Chapter 3 #2

“Our reason for cake,” Lila said before turning on her heel and heading back to her desk.

Rachel cringed.

“Not that cake,” she whispered to Kell. “Are they serious about having a ceremony?”

“It’s an excuse to eat cake.”

“I think I’ll go out for lunch today,” she said.

“How’s your throat?” he asked with concern, noticing she was wearing a high-necked navy blouse with the buttons clasped all the way to the top.

Rachel touched the spot, then winced. “I have a bandage on it. It’s fine. Thanks for asking.”

“What about your phone? That screen totally shattered.”

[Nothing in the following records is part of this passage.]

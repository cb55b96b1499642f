mod error;
pub mod frame;
mod group;
mod local;
mod solo;
mod tcp;
mod world;

pub use error::{CommErr, Result};
pub use group::ProcessGroup;
pub use local::LocalGroup;
pub use solo::SoloGroup;
pub use tcp::{ConnectPolicy, TcpGroup};
pub use world::World;

type LenType = u64;
const LEN_TYPE_SIZE: usize = size_of::<LenType>();

type KindType = u32;
const KIND_TYPE_SIZE: usize = size_of::<KindType>();
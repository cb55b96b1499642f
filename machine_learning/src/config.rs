use std::num::NonZeroUsize;

use comms::World;
use serde::{Deserialize, Serialize};

use crate::{
    MlErr, Result,
    data::{SplitPolicy, train_count},
};

/// How the synthetic dataset is drawn.
#[derive(Debug, Clone, Copy, PartialEq, Serialize, Deserialize)]
#[serde(default)]
pub struct DataConfig {
    pub n_samples: usize,
    pub true_bias: f32,
    pub true_slope: f32,
    pub noise_scale: f32,
    pub seed: u64,
}

impl Default for DataConfig {
    fn default() -> Self {
        Self {
            n_samples: 100,
            true_bias: 1.0,
            true_slope: 2.0,
            noise_scale: 0.1,
            seed: 42,
        }
    }
}

/// How the dataset is split into train and validation.
#[derive(Debug, Clone, Copy, PartialEq, Serialize, Deserialize)]
#[serde(default)]
pub struct SplitConfig {
    pub train_fraction: f64,
    pub policy: SplitPolicy,
    pub seed: u64,
}

impl Default for SplitConfig {
    fn default() -> Self {
        Self {
            train_fraction: 0.8,
            policy: SplitPolicy::default(),
            seed: 42,
        }
    }
}

/// How both splits are batched.
#[derive(Debug, Clone, Copy, PartialEq, Serialize, Deserialize)]
#[serde(default)]
pub struct LoaderConfig {
    pub batch_size: usize,
    pub shuffle: bool,
    pub seed: u64,
}

impl Default for LoaderConfig {
    fn default() -> Self {
        Self {
            batch_size: 16,
            shuffle: true,
            seed: 0,
        }
    }
}

#[derive(Debug, Clone, Copy, PartialEq, Serialize, Deserialize)]
#[serde(default)]
pub struct OptimizerConfig {
    pub learning_rate: f32,
    /// Multiplies the learning rate by the world size.
    pub scale_by_world: bool,
}

impl Default for OptimizerConfig {
    fn default() -> Self {
        Self {
            learning_rate: 0.1,
            scale_by_world: true,
        }
    }
}

/// Every knob of a training run.
///
/// `Default` reproduces the reference run: 100 samples of `y = 1 + 2x` with a
/// 0.1 noise scale, an 80/20 split, batches of 16 and 50 epochs of gradient
/// descent at 0.1 times the world size.
#[derive(Debug, Clone, Copy, PartialEq, Serialize, Deserialize)]
#[serde(default)]
pub struct TrainConfig {
    pub data: DataConfig,
    pub split: SplitConfig,
    pub loader: LoaderConfig,
    pub optimizer: OptimizerConfig,
    pub epochs: usize,
    pub init_seed: u64,
}

impl Default for TrainConfig {
    fn default() -> Self {
        Self {
            data: DataConfig::default(),
            split: SplitConfig::default(),
            loader: LoaderConfig::default(),
            optimizer: OptimizerConfig::default(),
            epochs: 50,
            init_seed: 13,
        }
    }
}

impl TrainConfig {
    /// Checks every invariant of the configuration for a run over `world`.
    ///
    /// # Returns
    /// The first violation found, as `MlErr::InvalidConfig`.
    pub fn validate(&self, world: World) -> Result<()> {
        if self.data.n_samples == 0 {
            return Err(MlErr::invalid_config("n_samples", "must be positive"));
        }

        if self.epochs == 0 {
            return Err(MlErr::invalid_config("epochs", "must be positive"));
        }

        self.batch_size()?;
        self.learning_rate(world)?;

        let n_train = self.train_count()?;
        if n_train < world.size() {
            return Err(MlErr::invalid_config(
                "train_fraction",
                format!(
                    "{n_train} training samples can't feed {} workers",
                    world.size()
                ),
            ));
        }

        Ok(())
    }

    /// Returns the amount of training samples of the split.
    pub fn train_count(&self) -> Result<usize> {
        train_count(self.data.n_samples, self.split.train_fraction)
    }

    pub fn batch_size(&self) -> Result<NonZeroUsize> {
        NonZeroUsize::new(self.loader.batch_size)
            .ok_or_else(|| MlErr::invalid_config("batch_size", "must be positive"))
    }

    /// Returns the learning rate the optimizer of a worker in `world` uses.
    pub fn learning_rate(&self, world: World) -> Result<f32> {
        let base = self.optimizer.learning_rate;
        if !base.is_finite() || base <= 0.0 {
            return Err(MlErr::invalid_config(
                "learning_rate",
                format!("must be positive and finite, got {base}"),
            ));
        }

        Ok(match self.optimizer.scale_by_world {
            true => base * world.size() as f32,
            false => base,
        })
    }
}

#[cfg(test)]
mod tests {
    use super::*;

    fn world(size: usize) -> World {
        World::new(0, NonZeroUsize::new(size).unwrap()).unwrap()
    }

    #[test]
    fn default_is_valid() {
        let config = TrainConfig::default();
        config.validate(world(1)).unwrap();
        config.validate(world(4)).unwrap();
        assert_eq!(config.train_count().unwrap(), 80);
    }

    #[test]
    fn learning_rate_scales_with_the_world() {
        let mut config = TrainConfig::default();
        assert_eq!(config.learning_rate(world(4)).unwrap(), 0.4);

        config.optimizer.scale_by_world = false;
        assert_eq!(config.learning_rate(world(4)).unwrap(), 0.1);
    }

    #[test]
    fn invalid_values_fail_fast() {
        let tweaks: [fn(&mut TrainConfig); 6] = [
            |c| c.data.n_samples = 0,
            |c| c.split.train_fraction = 1.2,
            |c| c.loader.batch_size = 0,
            |c| c.optimizer.learning_rate = 0.0,
            |c| c.epochs = 0,
            |c| c.data.n_samples = 2,
        ];

        for tweak in tweaks {
            let mut config = TrainConfig::default();
            tweak(&mut config);
            assert!(matches!(
                config.validate(world(4)),
                Err(MlErr::InvalidConfig { .. })
            ));
        }
    }

    #[test]
    fn missing_fields_take_defaults() {
        let config: TrainConfig = serde_json::from_str(r#"{"epochs": 3}"#).unwrap();
        assert_eq!(config.epochs, 3);
        assert_eq!(config.data, DataConfig::default());
    }
}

“I’ll have a new one by the end of business today.”

“Wow! That fast?”

“My dad’s PA took care of it.”

“PA?”

“Personal assistant.”

Being a fellow at EEC had exposed him to peers who came from money, like Rachel and John. John’s was old Baltimore money, Rachel’s was new Hollywood money. Kell didn’t much see the difference: If you had a parent who could overnight you a new phone, you were loaded.

And loaded people lived really different lives.

The atmosphere in the office suddenly changed, backs straightening, people going silent, and Kell immediately knew why.

Their director, Karen Kowalski, had just arrived.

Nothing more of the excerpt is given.